Basically, we can run code without provisioning or managing servers with help of AWS Lambda. We must pay only for the compute time. There is no charge when our code is not running. With Lambda, we can run code for virtually any type of application or backend service – all with zero administration. Just upload your code and Lambda takes care of everything.

We can use Lambda in the following ways;

  • As an event-driven compute service where AWS Lambda runs our code in response to events.
  • These events could be changes to data in an Amazon S3 bucket or DynamoDB table.
  • As a compute service to run your code in response to HTTP requests using Amazon API Gateway or API calls made using AWS SDKs.
Q: When should I use AWS Lambda versus Amazon EC2?

Amazon EC2 offers flexibility, with a wide range of instance types and the option to customize the operating system, network and security settings, and the entire software stack, allowing you to easily move existing applications to the cloud.

With Amazon EC2 you are responsible for provisioning capacity, monitoring fleet health and performance, and designing for fault tolerance and scalability. 

Where AWS Lambda makes it easy to execute code in response to events, such as changes to Amazon S3 buckets, updates to an Amazon DynamoDB table, or custom events generated by your applications or devices.
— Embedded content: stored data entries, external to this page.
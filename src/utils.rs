//! Utility functions for string cleanup, source naming, and file system checks.
//!
//! This module provides helper functions used throughout the application:
//! - Whitespace collapsing shared by the converter and the taxonomy unifier
//! - Source identifier derivation from collection-unit filenames
//! - UTC offset parsing for configured source defaults
//! - String truncation for log previews
//! - File system validation for the output directory

use chrono::FixedOffset;
use once_cell::sync::Lazy;
use regex::Regex;
use std::fs as stdfs;
use std::io;
use std::path::Path;
use tokio::fs;
use tracing::{info, instrument};

static WHITESPACE_RUN: Lazy<Regex> = Lazy::new(|| Regex::new(r"\s+").unwrap());

static UTC_OFFSET: Lazy<Regex> =
    Lazy::new(|| Regex::new(r"^([+-])(\d{2}):?(\d{2})$").unwrap());

/// Collapse every run of whitespace into one space and trim both ends.
///
/// # Examples
///
/// ```ignore
/// assert_eq!(collapse_whitespace("  Local \n\t News "), "Local News");
/// ```
pub fn collapse_whitespace(s: &str) -> String {
    WHITESPACE_RUN.replace_all(s.trim(), " ").into_owned()
}

/// Truncate a string for logging purposes.
///
/// Long strings are cut at the last character boundary before `max` bytes
/// and get an ellipsis and byte count indicator appended.
///
/// # Examples
///
/// ```ignore
/// assert_eq!(truncate_for_log("short", 100), "short");
/// assert_eq!(truncate_for_log(&"a".repeat(500), 10), "aaaaaaaaaa…(+490 bytes)");
/// ```
pub fn truncate_for_log(s: &str, max: usize) -> String {
    if s.len() <= max {
        return s.to_string();
    }
    let mut cut = max;
    while !s.is_char_boundary(cut) {
        cut -= 1;
    }
    format!("{}…(+{} bytes)", &s[..cut], s.len() - cut)
}

/// Reduce a source identifier to a bare lowercase hostname.
///
/// Accepts things like `"https://WWW.Example.com/news/"` or
/// `"example.com:443"` and returns `"www.example.com"` / `"example.com"`.
pub fn bare_hostname(source: &str) -> String {
    let s = source.trim();
    let s = s.split_once("://").map(|(_, rest)| rest).unwrap_or(s);
    let s = s.split(['/', '?', '#']).next().unwrap_or("");
    let s = s.rsplit_once('@').map(|(_, host)| host).unwrap_or(s);
    let s = s.split(':').next().unwrap_or("");
    s.trim_end_matches('.').to_lowercase()
}

/// Derive the source domain from a collection-unit filename.
///
/// The collector stores each domain's feed as the domain with dots replaced
/// by underscores, e.g. `athensreview_com.json` → `athensreview.com`.
pub fn source_domain_from_path(path: &Path) -> String {
    let stem = path
        .file_stem()
        .map(|s| s.to_string_lossy().into_owned())
        .unwrap_or_default();
    bare_hostname(&stem.replace('_', "."))
}

/// Parse a `±HH:MM` / `±HHMM` / `Z` / `UTC` offset string.
///
/// Returns `None` for anything else, including offsets of 24 hours or more.
pub fn parse_utc_offset(s: &str) -> Option<FixedOffset> {
    let s = s.trim();
    if s.eq_ignore_ascii_case("z") || s.eq_ignore_ascii_case("utc") || s.eq_ignore_ascii_case("gmt")
    {
        return FixedOffset::east_opt(0);
    }
    let caps = UTC_OFFSET.captures(s)?;
    let hours: i32 = caps[2].parse().ok()?;
    let minutes: i32 = caps[3].parse().ok()?;
    if minutes >= 60 {
        return None;
    }
    let secs = hours * 3600 + minutes * 60;
    if &caps[1] == "-" {
        FixedOffset::west_opt(secs)
    } else {
        FixedOffset::east_opt(secs)
    }
}

/// Ensure a directory exists and is writable.
///
/// This function creates the directory if it doesn't exist, then performs
/// a write test by creating and immediately deleting a probe file.
///
/// # Errors
///
/// Returns an error if:
/// - The directory cannot be created
/// - The directory is not writable (permission denied, read-only filesystem, etc.)
#[instrument(level = "info", skip_all, fields(path = %path.display()))]
pub async fn ensure_writable_dir(path: &Path) -> io::Result<()> {
    fs::create_dir_all(path).await?;
    // Try a small sync write using std fs (simpler error surface)
    let probe_path = path.join("..__probe_write__");
    stdfs::File::create(&probe_path)?;
    let _ = stdfs::remove_file(&probe_path);
    info!("Output directory is writable");
    Ok(())
}

#[cfg(test)]
mod tests {
    use super::*;
    use std::path::PathBuf;

    #[test]
    fn test_collapse_whitespace() {
        assert_eq!(collapse_whitespace("  Local \n\t News "), "Local News");
        assert_eq!(collapse_whitespace(""), "");
        assert_eq!(collapse_whitespace("one"), "one");
    }

    #[test]
    fn test_truncate_for_log_short_string() {
        let s = "Hello, world!";
        assert_eq!(truncate_for_log(s, 100), "Hello, world!");
    }

    #[test]
    fn test_truncate_for_log_long_string() {
        let s = "a".repeat(500);
        let result = truncate_for_log(&s, 100);
        assert!(result.starts_with(&"a".repeat(100)));
        assert!(result.contains("…(+400 bytes)"));
    }

    #[test]
    fn test_truncate_for_log_respects_char_boundaries() {
        let s = "ééééé";
        let result = truncate_for_log(s, 3);
        assert!(result.starts_with('é'));
        assert!(result.contains("(+8 bytes)"));
    }

    #[test]
    fn test_bare_hostname() {
        assert_eq!(bare_hostname("https://WWW.Example.com/news/"), "www.example.com");
        assert_eq!(bare_hostname("example.com:443"), "example.com");
        assert_eq!(bare_hostname("athensreview.com"), "athensreview.com");
        assert_eq!(bare_hostname(""), "");
    }

    #[test]
    fn test_source_domain_from_path() {
        let path = PathBuf::from("raw_news_data/2025-11-20/1763657957/athensreview_com.json");
        assert_eq!(source_domain_from_path(&path), "athensreview.com");
    }

    #[test]
    fn test_parse_utc_offset() {
        assert_eq!(parse_utc_offset("-06:00"), FixedOffset::west_opt(6 * 3600));
        assert_eq!(parse_utc_offset("+0530"), FixedOffset::east_opt(5 * 3600 + 30 * 60));
        assert_eq!(parse_utc_offset("Z"), FixedOffset::east_opt(0));
        assert_eq!(parse_utc_offset("central"), None);
        assert_eq!(parse_utc_offset("+25:00"), None);
    }

    #[tokio::test]
    async fn test_ensure_writable_dir_creates_missing_dir() {
        let tmp = tempfile::tempdir().unwrap();
        let nested = tmp.path().join("a/b/c");
        ensure_writable_dir(&nested).await.unwrap();
        assert!(nested.is_dir());
        assert!(!nested.join("..__probe_write__").exists());
    }
}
With Lambda we do not have to provision our instances; Lambda performs all the operational and administrative activities on our behalf, including capacity provisioning, monitoring fleet health, applying security patches to the underlying compute resources, deploying your code, running a web service front end, and monitoring and logging your code.
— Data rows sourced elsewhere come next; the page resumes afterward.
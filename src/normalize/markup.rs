//! HTML fragment → lightweight markup conversion.
//!
//! The fragment is parsed with `scraper` (html5ever underneath, so entity
//! decoding and error recovery come for free) and then walked once, appending
//! to a block buffer:
//!
//! | HTML | Markup |
//! |------|--------|
//! | `<h1>`…`<h6>` | `#`…`######` heading block |
//! | `<p>`, `<div>` and other block containers | paragraph separated by a blank line |
//! | `<br>` | line break inside the paragraph |
//! | `<a href="u">t</a>` | `[t](u)`; just `t` without an `href` |
//! | `<strong>`, `<b>` | `**t**` |
//! | `<em>`, `<i>` | `*t*` |
//! | `<ul>`/`<ol>` + `<li>` | `- t` / `1. t` lines |
//! | `<blockquote>` | `> ` prefixed lines |
//! | `<script>`, `<style>`, `<noscript>`, `<template>` | dropped with their content |
//! | anything else | unwrapped, content kept |
//!
//! Block elements nested inside an inline element (a heading inside a link,
//! a `<div>` inside `<em>`) are rendered as inline text separated by spaces,
//! so the inline wrapper stays intact and text keeps its order.
//!
//! Whitespace collapses within a paragraph. Nesting deeper than
//! [`MAX_DEPTH`] abandons the walk and falls back to plain text extraction
//! (see [`Converted::degraded`]).

use crate::utils::collapse_whitespace;
use scraper::{ElementRef, Html, Node};

/// Maximum element nesting the structured walk will follow.
pub const MAX_DEPTH: usize = 256;

/// Result of a conversion.
#[derive(Debug, Clone, PartialEq, Eq)]
pub struct Converted {
    pub text: String,
    /// `true` when the structured walk was abandoned and `text` is a
    /// best-effort plain-text extraction.
    pub degraded: bool,
}

/// Convert an HTML fragment to lightweight markup.
///
/// Never fails; see [`convert_with_status`] to learn whether the output was
/// produced by the plain-text fallback.
pub fn convert(html: &str) -> String {
    convert_with_status(html).text
}

/// Convert an HTML fragment, reporting whether the fallback was used.
pub fn convert_with_status(html: &str) -> Converted {
    let fragment = Html::parse_fragment(html);
    let mut writer = MarkupWriter::default();
    match writer.walk_children(fragment.root_element(), 0) {
        Ok(()) => Converted {
            text: writer.finish(),
            degraded: false,
        },
        Err(TooDeep) => Converted {
            text: plain_text_of(&fragment),
            degraded: true,
        },
    }
}

/// Strip all markup and decode entities, collapsing whitespace.
///
/// Used for short single-line fields such as titles and bylines.
pub fn plain_text(html: &str) -> String {
    plain_text_of(&Html::parse_fragment(html))
}

fn plain_text_of(fragment: &Html) -> String {
    let root = fragment.root_element();
    let mut out = String::new();
    for node in root.descendants() {
        if let Node::Text(text) = node.value() {
            let inside_dropped = node.ancestors().any(|a| {
                a.value()
                    .as_element()
                    .is_some_and(|el| is_dropped(el.name()))
            });
            if !inside_dropped {
                out.push_str(text);
            }
        }
    }
    collapse_whitespace(&out)
}

struct TooDeep;

#[derive(Clone, Copy)]
enum ListKind {
    Unordered,
    Ordered,
}

/// Append-only buffer of finished blocks plus the paragraph being built.
///
/// `line` holds inline text; whitespace inside it is collapsed when the
/// paragraph is flushed, except for the `\n` written by `<br>`.
#[derive(Default)]
struct MarkupWriter {
    blocks: Vec<String>,
    line: String,
    /// Number of inline renders in progress; blocks must not flush while non-zero.
    inline_depth: usize,
}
What Languages Does Lambda Support?

Node.js

Java

python

GO

PowerShell

Why Is Lambda good?

NO SERVERS!

Continuous Scaling

As we came to know that AWS Lambda is a serverless computing platform that allows us to create a small function.

After creating function, we can configure the function in the AWS console. Once it is configured then can execute code without the need to provision servers and can pay only for the resources used during the execution. As many organizations move towards implementing serverless architectures, AWS Lambda will play big role in future.

To understand how to write a Lambda function, we should understand what goes into one.

A Lambda function has a few requirements. The first requirement we need to satisfy is to provide a handler. The handler is the entry point for the Lambda. A Lambda function accepts JSON-formatted input and will usually return the same.

The second requirement is that we need to specify the runtime environment for the Lambda. The runtime will usually correlate directly with the language that we have selected to write function.

The final requirement is a trigger. We can configure a Lambda request in response to an event, such as a new file uploaded to S3, or a similar AWS event. You can also configure the Lambda to respond to requests to AWS API Gateway, or based on a timer triggered by AWS Cloudwatch.

Use Case: We will understand Lambda concept through simple use case.

Let’s pass two numbers into the function, and have it return the sum, product, difference, and quotient of the two numbers.

Input

{

   “Number1”: 20,

   “Number2”: 10

}

 Response:

{
   "Number1": 20,
   "Number2": 10,
   "Sum": 30,
   "Product": 200,
   "Difference": -10,
   "Quotient": 1
}
Writing Your Lambda function with Python

Step 1: Log in to your AWS Account, and navigate to the Lambda console.

Step 2: Click on Create function.

Step 3: We’ll be creating a Lambda from scratch, so select the Author from scratch option.

Enter name for your Lambda function, select a Python runtime and define a role for your Lambda to use.

Step 4: click on the Create function button. Next we can see below screen:

Click on the Select a test event drop-down and choose Configure test events.

Click on Test  button.

Step 5: Amazon provides collection of test templates. Select Create new test event and provide Event name as our EventName i.e. validatetwonumber.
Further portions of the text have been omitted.